# Instructions for the task:
In this exercise, the data must be written out exactly.

(Collection entries)
┄┄┄┄┄┄┄┄┄┄┄┄┄┄┄┄┄┄┄┄
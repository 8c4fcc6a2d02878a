//! Outbound notification channel.
//!
//! The engine decides *when* something is announced; implementations of
//! [`Notifier`] decide how it is rendered and delivered. Delivery failures are
//! returned to the engine, which logs them and moves on.

pub mod discord;
pub mod messages;

pub use discord::DiscordNotifier;

use crate::event::MaintenanceEvent;
use anyhow::Result;
use async_trait::async_trait;
use serde::Serialize;
use tracing::debug;

#[derive(Debug, Clone, PartialEq, Serialize)]
#[serde(tag = "kind", rename_all = "snake_case")]
pub enum Notification {
    Scheduled(MaintenanceEvent),
    Started(MaintenanceEvent),
    Ended(MaintenanceEvent),
    Updated {
        old: MaintenanceEvent,
        new: MaintenanceEvent,
    },
    Cancelled(MaintenanceEvent),
}

impl Notification {
    pub fn kind(&self) -> &'static str {
        match self {
            Notification::Scheduled(_) => "scheduled",
            Notification::Started(_) => "started",
            Notification::Ended(_) => "ended",
            Notification::Updated { .. } => "updated",
            Notification::Cancelled(_) => "cancelled",
        }
    }

    /// The event the notification is about (the new version for updates).
    pub fn event(&self) -> &MaintenanceEvent {
        match self {
            Notification::Scheduled(event)
            | Notification::Started(event)
            | Notification::Ended(event)
            | Notification::Cancelled(event) => event,
            Notification::Updated { new, .. } => new,
        }
    }
}

#[async_trait]
pub trait Notifier: Send + Sync {
    async fn notify(&self, notification: &Notification) -> Result<()>;
}

/// Notifier for deployments without an outbound channel.
#[derive(Debug, Default)]
pub struct NoopNotifier;

#[async_trait]
impl Notifier for NoopNotifier {
    async fn notify(&self, notification: &Notification) -> Result<()> {
        debug!(
            "No notification channel configured, dropping '{}' for {}",
            notification.kind(),
            notification.event().id
        );
        Ok(())
    }
}
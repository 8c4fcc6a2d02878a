//! Durable snapshot of the maintenance schedule.
//!
//! The snapshot is a small JSON document rewritten after every mutation of the
//! schedule or the mode. A missing file means "no state"; an unreadable one is
//! treated the same way so a corrupt write can never block startup.

use crate::errors::StateError;
use crate::event::MaintenanceEvent;
use chrono::{DateTime, Utc};
use serde::{Deserialize, Serialize};
use std::collections::HashMap;
use std::io::ErrorKind;
use std::path::{Path, PathBuf};
use tokio::fs;
use tracing::{debug, error, info, warn};

/// On-disk shape of the snapshot.
#[derive(Debug, Clone, PartialEq, Default, Serialize, Deserialize)]
#[serde(rename_all = "camelCase")]
pub struct PersistedState {
    pub maintenance_mode_active: bool,
    #[serde(default)]
    pub events: Vec<PersistedEvent>,
    #[serde(default)]
    pub notification_sent_map: HashMap<String, bool>,
}

#[derive(Debug, Clone, PartialEq, Serialize, Deserialize)]
#[serde(rename_all = "camelCase")]
pub struct PersistedEvent {
    pub id: String,
    pub title: String,
    #[serde(default)]
    pub description: String,
    pub start_time: DateTime<Utc>,
    pub end_time: DateTime<Utc>,
}

impl From<&MaintenanceEvent> for PersistedEvent {
    fn from(event: &MaintenanceEvent) -> Self {
        Self {
            id: event.id.clone(),
            title: event.title.clone(),
            description: event.description.clone(),
            start_time: event.start_time,
            end_time: event.end_time,
        }
    }
}

impl From<PersistedEvent> for MaintenanceEvent {
    fn from(event: PersistedEvent) -> Self {
        MaintenanceEvent {
            id: event.id,
            title: event.title,
            description: event.description,
            start_time: event.start_time,
            end_time: event.end_time,
        }
    }
}

impl PersistedState {
    pub fn new<'a>(
        maintenance_mode_active: bool,
        events: impl IntoIterator<Item = &'a MaintenanceEvent>,
        notification_sent_map: HashMap<String, bool>,
    ) -> Self {
        Self {
            maintenance_mode_active,
            events: events.into_iter().map(PersistedEvent::from).collect(),
            notification_sent_map,
        }
    }

    pub fn into_events(self) -> Vec<MaintenanceEvent> {
        self.events.into_iter().map(MaintenanceEvent::from).collect()
    }

    pub fn was_announced(&self, event_id: &str) -> bool {
        self.notification_sent_map
            .get(event_id)
            .copied()
            .unwrap_or(false)
    }
}

/// File-backed store for [`PersistedState`].
#[derive(Debug, Clone)]
pub struct StateStore {
    path: PathBuf,
}

impl StateStore {
    pub fn new(path: impl Into<PathBuf>) -> Self {
        Self { path: path.into() }
    }

    pub fn path(&self) -> &Path {
        &self.path
    }

    pub async fn exists(&self) -> bool {
        fs::try_exists(&self.path).await.unwrap_or(false)
    }

    /// Load the snapshot, folding every failure into "no state".
    pub async fn load(&self) -> Option<PersistedState> {
        match self.try_load().await {
            Ok(Some(state)) => {
                info!(
                    "Maintenance state loaded from {} ({} events, maintenance mode: {})",
                    self.path.display(),
                    state.events.len(),
                    state.maintenance_mode_active
                );
                Some(state)
            }
            Ok(None) => {
                debug!("No maintenance state file at {}", self.path.display());
                None
            }
            Err(e) => {
                error!("{} - starting without persisted state", e);
                None
            }
        }
    }

    pub async fn try_load(&self) -> Result<Option<PersistedState>, StateError> {
        let content = match fs::read_to_string(&self.path).await {
            Ok(content) => content,
            Err(e) if e.kind() == ErrorKind::NotFound => return Ok(None),
            Err(e) => {
                return Err(StateError::ReadFailed {
                    path: self.path.display().to_string(),
                    reason: e.to_string(),
                })
            }
        };

        serde_json::from_str(&content)
            .map(Some)
            .map_err(|e| StateError::Corrupt {
                path: self.path.display().to_string(),
                reason: e.to_string(),
            })
    }

    /// Write the snapshot through a temporary file so readers never observe a
    /// half-written document.
    pub async fn save(&self, state: &PersistedState) -> Result<(), StateError> {
        let write_failed = |reason: String| StateError::WriteFailed {
            path: self.path.display().to_string(),
            reason,
        };

        if let Some(parent) = self.path.parent().filter(|p| !p.as_os_str().is_empty()) {
            fs::create_dir_all(parent)
                .await
                .map_err(|e| write_failed(e.to_string()))?;
        }

        let rendered = serde_json::to_string_pretty(state).map_err(|e| write_failed(e.to_string()))?;
        let tmp_path = self.path.with_extension("json.tmp");
        fs::write(&tmp_path, rendered)
            .await
            .map_err(|e| write_failed(e.to_string()))?;
        fs::rename(&tmp_path, &self.path)
            .await
            .map_err(|e| write_failed(e.to_string()))?;

        debug!(
            "Maintenance state saved to {} ({} events)",
            self.path.display(),
            state.events.len()
        );
        Ok(())
    }

    pub async fn clear(&self) -> Result<(), StateError> {
        match fs::remove_file(&self.path).await {
            Ok(()) => {
                info!("Maintenance state file {} deleted", self.path.display());
                Ok(())
            }
            Err(e) if e.kind() == ErrorKind::NotFound => Ok(()),
            Err(e) => {
                warn!("Failed to delete {}: {}", self.path.display(), e);
                Err(StateError::ClearFailed {
                    path: self.path.display().to_string(),
                    reason: e.to_string(),
                })
            }
        }
    }
}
┄┄┄┄┄┄┄┄┄┄┄┄┄┄┄┄┄┄┄┄
# Output for this task:
repository 8c4fcc6a2d02878a
//! Outbound notification channel.
//!
//! The engine decides *when* something is announced; implementations of
//! [`Notifier`] decide how it is rendered and delivered. Delivery failures are
//! returned to the engine, which logs them and moves on.

pub mod discord;
pub mod messages;

pub use discord::DiscordNotifier;

use crate::event::MaintenanceEvent;
use anyhow::Result;
use async_trait::async_trait;
use serde::Serialize;
use tracing::debug;

#[derive(Debug, Clone, PartialEq, Serialize)]
#[serde(tag = "kind", rename_all = "snake_case")]
pub enum Notification {
    Scheduled(MaintenanceEvent),
    Started(MaintenanceEvent),
    Ended(MaintenanceEvent),
    Updated {
        old: MaintenanceEvent,
        new: MaintenanceEvent,
    },
    Cancelled(MaintenanceEvent),
}

impl Notification {
    pub fn kind(&self) -> &'static str {
        match self {
            Notification::Scheduled(_) => "scheduled",
            Notification::Started(_) => "started",
            Notification::Ended(_) => "ended",
            Notification::Updated { .. } => "updated",
            Notification::Cancelled(_) => "cancelled",
        }
    }

    /// The event the notification is about (the new version for updates).
    pub fn event(&self) -> &MaintenanceEvent {
        match self {
            Notification::Scheduled(event)
            | Notification::Started(event)
            | Notification::Ended(event)
            | Notification::Cancelled(event) => event,
            Notification::Updated { new, .. } => new,
        }
    }
}

#[async_trait]
pub trait Notifier: Send + Sync {
    async fn notify(&self, notification: &Notification) -> Result<()>;
}

/// Notifier for deployments without an outbound channel.
#[derive(Debug, Default)]
pub struct NoopNotifier;

#[async_trait]
impl Notifier for NoopNotifier {
    async fn notify(&self, notification: &Notification) -> Result<()> {
        debug!(
            "No notification channel configured, dropping '{}' for {}",
            notification.kind(),
            notification.event().id
        );
        Ok(())
    }
}
repository 8c4fcc6a2d02878a
//! Durable snapshot of the maintenance schedule.
//!
//! The snapshot is a small JSON document rewritten after every mutation of the
//! schedule or the mode. A missing file means "no state"; an unreadable one is
//! treated the same way so a corrupt write can never block startup.

use crate::errors::StateError;
use crate::event::MaintenanceEvent;
use chrono::{DateTime, Utc};
use serde::{Deserialize, Serialize};
use std::collections::HashMap;
use std::io::ErrorKind;
use std::path::{Path, PathBuf};
use tokio::fs;
use tracing::{debug, error, info, warn};

/// On-disk shape of the snapshot.
#[derive(Debug, Clone, PartialEq, Default, Serialize, Deserialize)]
#[serde(rename_all = "camelCase")]
pub struct PersistedState {
    pub maintenance_mode_active: bool,
    #[serde(default)]
    pub events: Vec<PersistedEvent>,
    #[serde(default)]
    pub notification_sent_map: HashMap<String, bool>,
}

#[derive(Debug, Clone, PartialEq, Serialize, Deserialize)]
#[serde(rename_all = "camelCase")]
pub struct PersistedEvent {
    pub id: String,
    pub title: String,
    #[serde(default)]
    pub description: String,
    pub start_time: DateTime<Utc>,
    pub end_time: DateTime<Utc>,
}

impl From<&MaintenanceEvent> for PersistedEvent {
    fn from(event: &MaintenanceEvent) -> Self {
        Self {
            id: event.id.clone(),
            title: event.title.clone(),
            description: event.description.clone(),
            start_time: event.start_time,
            end_time: event.end_time,
        }
    }
}

impl From<PersistedEvent> for MaintenanceEvent {
    fn from(event: PersistedEvent) -> Self {
        MaintenanceEvent {
            id: event.id,
            title: event.title,
            description: event.description,
            start_time: event.start_time,
            end_time: event.end_time,
        }
    }
}

impl PersistedState {
    pub fn new<'a>(
        maintenance_mode_active: bool,
        events: impl IntoIterator<Item = &'a MaintenanceEvent>,
        notification_sent_map: HashMap<String, bool>,
    ) -> Self {
        Self {
            maintenance_mode_active,
            events: events.into_iter().map(PersistedEvent::from).collect(),
            notification_sent_map,
        }
    }

    pub fn into_events(self) -> Vec<MaintenanceEvent> {
        self.events.into_iter().map(MaintenanceEvent::from).collect()
    }

    pub fn was_announced(&self, event_id: &str) -> bool {
        self.notification_sent_map
            .get(event_id)
            .copied()
            .unwrap_or(false)
    }
}

/// File-backed store for [`PersistedState`].
#[derive(Debug, Clone)]
pub struct StateStore {
    path: PathBuf,
}

impl StateStore {
    pub fn new(path: impl Into<PathBuf>) -> Self {
        Self { path: path.into() }
    }

    pub fn path(&self) -> &Path {
        &self.path
    }

    pub async fn exists(&self) -> bool {
        fs::try_exists(&self.path).await.unwrap_or(false)
    }

    /// Load the snapshot, folding every failure into "no state".
    pub async fn load(&self) -> Option<PersistedState> {
        match self.try_load().await {
            Ok(Some(state)) => {
                info!(
                    "Maintenance state loaded from {} ({} events, maintenance mode: {})",
                    self.path.display(),
                    state.events.len(),
                    state.maintenance_mode_active
                );
                Some(state)
            }
            Ok(None) => {
                debug!("No maintenance state file at {}", self.path.display());
                None
            }
            Err(e) => {
                error!("{} - starting without persisted state", e);
                None
            }
        }
    }

    pub async fn try_load(&self) -> Result<Option<PersistedState>, StateError> {
        let content = match fs::read_to_string(&self.path).await {
            Ok(content) => content,
            Err(e) if e.kind() == ErrorKind::NotFound => return Ok(None),
            Err(e) => {
                return Err(StateError::ReadFailed {
                    path: self.path.display().to_string(),
                    reason: e.to_string(),
                })
            }
        };

        serde_json::from_str(&content)
            .map(Some)
            .map_err(|e| StateError::Corrupt {
                path: self.path.display().to_string(),
                reason: e.to_string(),
            })
    }

    /// Write the snapshot through a temporary file so readers never observe a
    /// half-written document.
    pub async fn save(&self, state: &PersistedState) -> Result<(), StateError> {
        let write_failed = |reason: String| StateError::WriteFailed {
            path: self.path.display().to_string(),
            reason,
        };

        if let Some(parent) = self.path.parent().filter(|p| !p.as_os_str().is_empty()) {
            fs::create_dir_all(parent)
                .await
                .map_err(|e| write_failed(e.to_string()))?;
        }

        let rendered = serde_json::to_string_pretty(state).map_err(|e| write_failed(e.to_string()))?;
        let tmp_path = self.path.with_extension("json.tmp");
        fs::write(&tmp_path, rendered)
            .await
            .map_err(|e| write_failed(e.to_string()))?;
        fs::rename(&tmp_path, &self.path)
            .await
            .map_err(|e| write_failed(e.to_string()))?;

        debug!(
            "Maintenance state saved to {} ({} events)",
            self.path.display(),
            state.events.len()
        );
        Ok(())
    }

    pub async fn clear(&self) -> Result<(), StateError> {
        match fs::remove_file(&self.path).await {
            Ok(()) => {
                info!("Maintenance state file {} deleted", self.path.display());
                Ok(())
            }
            Err(e) if e.kind() == ErrorKind::NotFound => Ok(()),
            Err(e) => {
                warn!("Failed to delete {}: {}", self.path.display(), e);
                Err(StateError::ClearFailed {
                    path: self.path.display().to_string(),
                    reason: e.to_string(),
                })
            }
        }
    }
}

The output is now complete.